UN RITORNO PER NIENTE RASSICURANTE
Alcuni hanno messo in comune Matteo
Renzi con Emmanuel Macron, ma
il raffronto è davvero improprio. In primo luogo perché quei partiti di casa
nostra che festeggiano per l'elezione di Macron fanno finta di
dimenticare che le forze politiche a
loro corrispondenti sono state
pesantemente punite dagli elettori francesi non arrivando nemmeno al
ballottaggio, e poi perché Renzi, a
differenza del neo presidente francese, ha già governato per un lungo periodo e
l’elenco dei suoi fallimenti è abbastanza lungo.

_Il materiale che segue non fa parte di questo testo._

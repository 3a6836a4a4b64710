//! Timer-driven burst controller.
//!
//! Executes [`SessionMachine`] commands on the current task: countdown ticks
//! and pauses are `tokio::time::sleep`s, shots are taken synchronously from
//! the video source. Nothing here spawns; one controller runs one burst at a
//! time.

use std::collections::VecDeque;
use std::sync::Arc;
use std::time::Duration;

use chrono::{DateTime, Utc};
use tokio::sync::watch;

use snapstrip_common::clock::{BurstClock, SystemClock, WallClock};
use snapstrip_strip_model::filter::FilterDescriptor;
use snapstrip_strip_model::frame::CapturedFrame;
use snapstrip_strip_model::strip::SeasonId;

use crate::frame::FrameCapture;
use crate::session::{SessionCommand, SessionEvent, SessionMachine, SessionState, SessionTiming};
use crate::source::VideoSource;

/// Progress reported to the UI while a burst runs.
#[derive(Debug, Clone, PartialEq, Eq)]
pub enum SessionUpdate {
    Countdown(u8),
    ShotCaptured {
        index: usize,
        filter: FilterDescriptor,
    },
    ShotSkipped {
        attempt: usize,
    },
    Completed {
        frames: usize,
    },
    ReadyForCompositing,
}

/// Frames and context of a finished burst.
#[derive(Debug, Clone)]
pub struct BurstResult {
    /// Ordered frames; `frames[i].index() == i`.
    pub frames: Vec<CapturedFrame>,
    /// Shot attempts, including skipped ones.
    pub attempts: usize,
    /// Season fixed at burst start.
    pub season_id: SeasonId,
    pub started_at: DateTime<Utc>,
}

/// How a call to [`CaptureSessionController::run`] ended.
#[derive(Debug)]
pub enum SessionOutcome {
    Completed(BurstResult),
    Cancelled,
    /// The source was not running; the session never left Idle.
    CameraUnavailable,
}

/// Remote control for a running burst.
#[derive(Debug, Clone)]
pub struct SessionHandle {
    filter: Arc<watch::Sender<FilterDescriptor>>,
    cancel: Arc<watch::Sender<u64>>,
}

impl SessionHandle {
    /// Change the filter used for subsequent shots.
    pub fn set_filter(&self, filter: FilterDescriptor) {
        self.filter.send_replace(filter);
    }

    pub fn filter(&self) -> FilterDescriptor {
        *self.filter.borrow()
    }

    /// Abandon the running burst. Has no effect on a burst started later.
    pub fn cancel(&self) {
        self.cancel.send_modify(|generation| *generation += 1);
    }
}

/// Drives bursts against a video source.
pub struct CaptureSessionController<S: VideoSource> {
    source: S,
    capture: FrameCapture,
    machine: SessionMachine,
    clock: Arc<dyn WallClock>,
    filter_rx: watch::Receiver<FilterDescriptor>,
    cancel_rx: watch::Receiver<u64>,
}

impl<S: VideoSource> CaptureSessionController<S> {
    pub fn new(
        source: S,
        capture: FrameCapture,
        timing: SessionTiming,
        filter: FilterDescriptor,
    ) -> (Self, SessionHandle) {
        let (filter_tx, filter_rx) = watch::channel(filter);
        let (cancel_tx, cancel_rx) = watch::channel(0u64);
        let controller = Self {
            source,
            capture,
            machine: SessionMachine::new(timing),
            clock: Arc::new(SystemClock),
            filter_rx,
            cancel_rx,
        };
        let handle = SessionHandle {
            filter: Arc::new(filter_tx),
            cancel: Arc::new(cancel_tx),
        };
        (controller, handle)
    }

    /// Use a specific wall clock for season and timestamps.
    pub fn with_clock(mut self, clock: Arc<dyn WallClock>) -> Self {
        self.clock = clock;
        self
    }

    pub fn state(&self) -> SessionState {
        self.machine.state()
    }

    /// Run one burst to completion, cancellation, or refusal.
    pub async fn run<F>(&mut self, mut on_update: F) -> SessionOutcome
    where
        F: FnMut(SessionUpdate),
    {
        if !self.source.is_active() {
            tracing::warn!(
                source = %self.source.describe(),
                "Camera unavailable; burst not started"
            );
            return SessionOutcome::CameraUnavailable;
        }

        // Cancels issued before this burst do not apply to it.
        self.cancel_rx.borrow_and_update();

        let started_at = self.clock.now();
        let season_id = SeasonId::from_date(&started_at);
        let burst_clock = BurstClock::start();
        tracing::info!(
            source = %self.source.describe(),
            season = %season_id,
            "Starting burst"
        );

        let mut queue: VecDeque<SessionCommand> = self.machine.start().into();
        let mut frames: Option<Vec<CapturedFrame>> = None;

        while let Some(command) = queue.pop_front() {
            let event = match command {
                SessionCommand::ShowCountdown(value) => {
                    tracing::debug!(value, "Countdown");
                    on_update(SessionUpdate::Countdown(value));
                    None
                }
                SessionCommand::ScheduleTick { epoch, after } => {
                    Some(self.after(after, SessionEvent::Tick { epoch }).await)
                }
                SessionCommand::CaptureShot {
                    epoch,
                    index,
                    attempt,
                } => Some(SessionEvent::ShotResolved {
                    epoch,
                    frame: self.take_shot(index, attempt),
                }),
                SessionCommand::ShotStored { index, filter } => {
                    on_update(SessionUpdate::ShotCaptured { index, filter });
                    None
                }
                SessionCommand::ShotSkipped { attempt } => {
                    on_update(SessionUpdate::ShotSkipped { attempt });
                    None
                }
                SessionCommand::SchedulePause { epoch, after } => {
                    Some(self.after(after, SessionEvent::PauseElapsed { epoch }).await)
                }
                SessionCommand::Complete { frames: done } => {
                    on_update(SessionUpdate::Completed { frames: done.len() });
                    frames = Some(done);
                    None
                }
                // The burst is already complete; cancelling no longer applies.
                SessionCommand::ScheduleHandoff { epoch, after } => {
                    tokio::time::sleep(after).await;
                    Some(SessionEvent::HandoffElapsed { epoch })
                }
                SessionCommand::ReadyForCompositing => {
                    on_update(SessionUpdate::ReadyForCompositing);
                    None
                }
                // Timers are awaited inline, so nothing is left pending.
                SessionCommand::ClearTimers => None,
            };

            if let Some(event) = event {
                let cancel = event == SessionEvent::Cancel;
                queue.extend(self.machine.handle(event));
                if cancel && self.machine.state() == SessionState::Idle {
                    tracing::info!(
                        elapsed_ms = burst_clock.elapsed().as_millis() as u64,
                        "Burst abandoned"
                    );
                    return SessionOutcome::Cancelled;
                }
            }
        }

        match frames {
            Some(frames) => {
                tracing::info!(
                    frames = frames.len(),
                    attempts = self.machine.attempts(),
                    elapsed_ms = burst_clock.elapsed().as_millis() as u64,
                    "Burst finished"
                );
                SessionOutcome::Completed(BurstResult {
                    frames,
                    attempts: self.machine.attempts(),
                    season_id,
                    started_at,
                })
            }
            None => SessionOutcome::Cancelled,
        }
    }

    fn take_shot(&mut self, index: usize, attempt: usize) -> Option<CapturedFrame> {
        let filter = *self.filter_rx.borrow();
        match self.capture.capture(&mut self.source, filter, index) {
            Ok(frame) => Some(frame),
            Err(e) if e.is_capture_unavailable() => {
                tracing::warn!(attempt, error = %e, "Capture source not ready; shot skipped");
                None
            }
            Err(e) => {
                tracing::error!(attempt, error = %e, "Capture failed; shot skipped");
                None
            }
        }
    }

    /// Wait `delay`, then yield `event`, or `Cancel` if the handle cancels first.
    async fn after(&mut self, delay: Duration, event: SessionEvent) -> SessionEvent {
        let sleep = tokio::time::sleep(delay);
        tokio::pin!(sleep);
        tokio::select! {
            _ = &mut sleep => event,
            changed = self.cancel_rx.changed() => match changed {
                Ok(()) => SessionEvent::Cancel,
                Err(_) => {
                    // Handle dropped: nobody can cancel any more.
                    sleep.await;
                    event
                }
            },
        }
    }
}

Dalla buona scuola, che ha lasciato
scontenti tutti (docenti, studenti, famiglie e precari), agli 80 euro, che
oltre a non essere serviti per rilanciare i consumi sono stati anche restituiti
del tutto o in parte dai contribuenti con un reddito che si discostava dalle
soglie stabilite; dalla riforma della Pa, cassata dalla Consulta, all’Italicum,
anch’esso ritenuto in parte incostituzionale, e alla sonora bocciatura della riforma
costituzionale con il referendum del 4 dicembre, la collezione dei fiaschi
renziani al governo è davvero corposa.
Per cui il fatto che l’ex premier sia tornato alla guida del Pd non è
per niente rassicurante.
Come non lo è del resto il suo
puerile tentativo di addossare alla vittoria del No al referendum la responsabilità di aver portato il Paese nella “palude”. Se oggi esiste una disomogeneità delle leggi elettorali di Camera e Senato è
solo perché più di tre anni addietro un signore venuto da Firenze, dopo
avere defenestrato da Palazzo Chigi un
suo compagno di partito, ha impegnato per tre anni il Parlamento con riforme
sconclusionate; e facendo valere la
forza dei numeri della sua raccogliticcia maggioranza tenuta insieme solo
dall’attaccamento alle poltrone. Troppo comodo adesso addossare ad altri le
proprie responsabilità.
Matteo Renzi, inoltre, dice di non voler fare
“il capro espiatorio” sulla legge elettorale, ma intanto le proposte nel suo
partito si moltiplicano e adesso spunta pure l’ipotesi di un accordo con il
M5S. Dice poi di voler sostenere il governo Gentiloni, ma poi lo mette
sotto tutela annunciando la costituzione di una cabina di regia per coordinare
i provvedimenti e dettare l’agenda a Palazzo Chigi (cosa che peraltro ha fatto
anche nei mesi in cui ufficialmente avrebbe dovuto essere un normale
cittadino). La verità è che il Pd e il
suo segretario continuano a condizionare negativamente la vita politica del Paese, guardandosi bene
dall’abbandonare la stanza dei bottoni.